Top 5 Myths about Elder Mistreatment

I often encounter misconceptions about elder mistreatment. The following are the most frequent misconceptions and my responses to them. Please let me know by your replies if you agree with the following.

1. Elder Mistreatment cannot or should not occur with good hospice or palliative care.
Elder mistreatment occurs even under the best of hospice or palliative care. Hospice and palliative care patients and families have many risk factors for elder mistreatment including caregiver stress, functional and cognitive decline, increased isolation, and increased dependency. The interaction of their decline and pre-existing psychosocial dynamics make these patients high risk for mistreatment. While an interdisciplinary team may reduce or mitigate the risk, the team cannot eliminate the risks in these complex cases.

2. The responsibility to investigate elder mistreatment belongs to the social worker.
The social worker is not equipped on her own to determine elder mistreatment. She does not have sufficient medical background or training. Because elder mistreatment is as much a medical problem as it is a social one, clinicians need to be involved. The team physician should exert leadership in assessing the medical aspects of mistreatment, such as decision making capacity, suspicious physical findings, and medication over-dosing or under-dosing. Addressing elder mistreatment is the responsibility of the entire team.

Investigation of elder mistreatment is a responsibility that belongs to Adult Protective Services, the Ombudsmen, or law enforcement. Hospice and palliative care social workers do not have the forensic resources to perform an adequate investigation.

3. Elder Mistreatment must be confirmed before it is reported.
The threshold for reporting is reasonable suspicion not confirmation. The team does not need to confirm the mistreatment before making a report. As long as the team believes a reasonable likelihood mistreatment occurred, a report should be made. Again the responsibility to confirm mistreatment rests on the receiving agency, not the reporting party. The hospice or palliative care team does not have the forensic skills necessary to confirm mistreatment.

4. The patient or family will be upset if an Adult Protective Services (APS) report is filed.
If the hospice or palliative care team prepares the family, the patient or family need not become upset. I typically explain to the patient or family in a non-accusatory and non-judgmental fashion that we are going to ask the county social worker to assist them. I tell them that their situation appears to be overwhelming, and that the county social worker may be able to provide them additional resources. Patients and families then welcome the APS worker when she arrives.

5. Most demented patients are not reliable about reporting mistreatment.
Recent research suggests that even demented patients may be able to reliably recount highly emotional events. Emotional memory is stored differently than cognitive memory. A patient may be able to recall highly emotional events even if they cannot remember mundane details, such as what they had for breakfast.

3 thoughts on “Top 5 Myths about Elder Mistreatment

  1. While I agree with the author, sadly enough agencies don’t always act on reports. One of my patients was bilked out of thousands of dollars by a caregiver and the local Adult Protective Service office failed to take any action, even after I complained to a supervisor.
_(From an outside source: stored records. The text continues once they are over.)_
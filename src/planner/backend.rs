// ABOUTME: MILP backend abstraction and the default good_lp/microlp implementation
// ABOUTME: Translates a ProblemSpec into solver variables, constraints, and objective
//
// SPDX-License-Identifier: MIT OR Apache-2.0
// Copyright (c) 2025 Platewise

use std::time::Duration;

use good_lp::{constraint, default_solver, Expression, ProblemVariables, Solution, SolverModel};
use good_lp::{variable, ResolutionError};

use super::problem::{ProblemSpec, Sense, VarId, VarKind};
use crate::errors::{AppError, AppResult};

/// Variable values of an optimal solution
#[derive(Debug, Clone)]
pub struct MilpSolution {
    values: Vec<f64>,
}

impl MilpSolution {
    /// Wrap raw values indexed by [`VarId`]
    #[must_use]
    pub fn new(values: Vec<f64>) -> Self {
        Self { values }
    }

    /// Value of one variable
    #[must_use]
    pub fn value(&self, var: VarId) -> f64 {
        self.values.get(var).copied().unwrap_or(0.0)
    }

    /// Whether a binary variable rounded to 1
    #[must_use]
    pub fn is_set(&self, var: VarId) -> bool {
        self.value(var) > 0.5
    }
}

/// Solves a [`ProblemSpec`] within a time limit.
///
/// The driver only distinguishes optimal from everything else: an
/// `Err(AppError::InfeasibleModel)` triggers the next relaxation tier.
pub trait MilpBackend: Send + Sync {
    /// Solve to optimality or report infeasibility
    ///
    /// # Errors
    ///
    /// `AppError::InfeasibleModel` when no feasible assignment exists (or
    /// the limit expired first); `AppError::Solver` for backend faults.
    fn solve(&self, spec: &ProblemSpec, time_limit: Duration) -> AppResult<MilpSolution>;
}

/// Default backend over `good_lp` with the pure-Rust microlp solver.
///
/// microlp has no deadline API, so the time limit is advisory here; the
/// models this crate builds solve in well under the configured limit.
#[derive(Debug, Clone, Copy, Default)]
pub struct GoodLpBackend;

impl GoodLpBackend {
    #[must_use]
    pub const fn new() -> Self {
        Self
    }
}

impl MilpBackend for GoodLpBackend {
    fn solve(&self, spec: &ProblemSpec, _time_limit: Duration) -> AppResult<MilpSolution> {
        let mut vars = ProblemVariables::new();
        let handles: Vec<good_lp::Variable> = spec
            .vars
            .iter()
            .map(|v| match v.kind {
                VarKind::Binary => vars.add(variable().binary()),
                VarKind::Continuous => vars.add(variable().min(0.0)),
            })
            .collect();

        let objective: Expression = spec
            .objective
            .iter()
            .map(|&(var, coefficient)| coefficient * handles[var])
            .sum();

        let mut model = vars.minimise(objective).using(default_solver);
        for c in &spec.constraints {
            let lhs: Expression = c
                .terms
                .iter()
                .map(|&(var, coefficient)| coefficient * handles[var])
                .sum();
            let built = match c.sense {
                Sense::Le => constraint::leq(lhs, c.rhs),
                Sense::Ge => constraint::geq(lhs, c.rhs),
                Sense::Eq => constraint::eq(lhs, c.rhs),
            };
            model = model.with(built);
        }

        match model.solve() {
            Ok(solution) => Ok(MilpSolution::new(
                handles.iter().map(|h| solution.value(*h)).collect(),
            )),
            Err(ResolutionError::Infeasible) => Err(AppError::InfeasibleModel),
            Err(other) => Err(AppError::solver(other.to_string())),
        }
    }
}
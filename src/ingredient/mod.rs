// ABOUTME: Ingredient text pipeline: free-text lines to structured quantities and names
// ABOUTME: Re-exports the parser, name normalizer, and category assignment
//
// SPDX-License-Identifier: MIT OR Apache-2.0
// Copyright (c) 2025 Platewise

//! # Ingredient parsing
//!
//! Converts one free-text ingredient line (for example `"1 1/2 cups
//! all-purpose flour, sifted"`) into a structured
//! `(quantity, unit, name, category)` record. The pipeline runs in three
//! stages:
//!
//! 1. [`parser`] consumes a leading quantity (mixed/plain/unicode fractions,
//!    decimals) and a unit token, folding plural unit forms to canonical
//!    singular.
//! 2. [`normalize`] reduces the remaining text to a stable noun phrase:
//!    parentheticals, trailing qualifier phrases, embedded measurements,
//!    preparation words, and plural suffixes are removed. The result is
//!    idempotent under re-normalization.
//! 3. [`categorize`] assigns a shopping-aisle category by keyword
//!    containment.
//!
//! Lines whose normalized name collapses to a single character or less are
//! treated as unparseable and dropped by the aggregator.

pub mod categorize;
pub mod normalize;
pub mod parser;

pub use categorize::{categorize, is_skipped};
pub use normalize::normalize_name;
pub use parser::{parse, ParsedIngredient};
  2. I certainly understand what Dr. Richardson experienced and appreciate his sharing. I’ve had similar experiences. Unfortunately APS cannot always solve all problems any more than we can. However, their inability to solve all problems should not deter us from reporting. If we don’t report, then APS will not be able to make any difference, however small or large. We’ve had cases where we have had to file a dozen or more reports on the same patient before APS was able to take action. In these cases APS needed to accumulate the evidence before stronger action could be taken. Sometimes APS has to wait till the situation deteriorates to a critical point.

    APS is required by law to act on all reports. However, they are also required to keep their actions confidential. So clinicians may not be aware of the actions they take. Their actions may also be limited by their lack of access to medical information or clinical expertise. As clinicians, we can best help to resolve or reduce both of these barriers by actively communicating with APS and offering our assistance. I’ve found joint home visits to be particularly useful. Thanks for sharing.

  3. It’s true that even after abuse is reported, the desired outcome doesn’t always happen. But that doesn’t mean we should eliminate the chance for APS to work on a case. From observing the work of APS workers at the Orange County Elder Abuse Forensic Center, I can say that in some cases they accomplish amazing outcomes that help preserve the client’s safety and quality of life.

    National Adult Protective Services Association states that the capabilities of APS Programs vary widely among the states, but generally they are underfunded, understaffed, and undertrained (APS: Invisible Clients, Invisible Services). This needs to be addressed from a policy perspective, and advocates have been working on this for decades. Advocates are now contacting members of Congress asking them to fund the Elder Justice Act, so that APS Programs can demonstrate what they can do with dedicated federal support.

    Clinicians can help by working with APS and other service providers in the ways described above. By reporting, you add to what’s known about the scope of the problem of elder mistreatment, and you give APS the opportunity to further investigate and take action.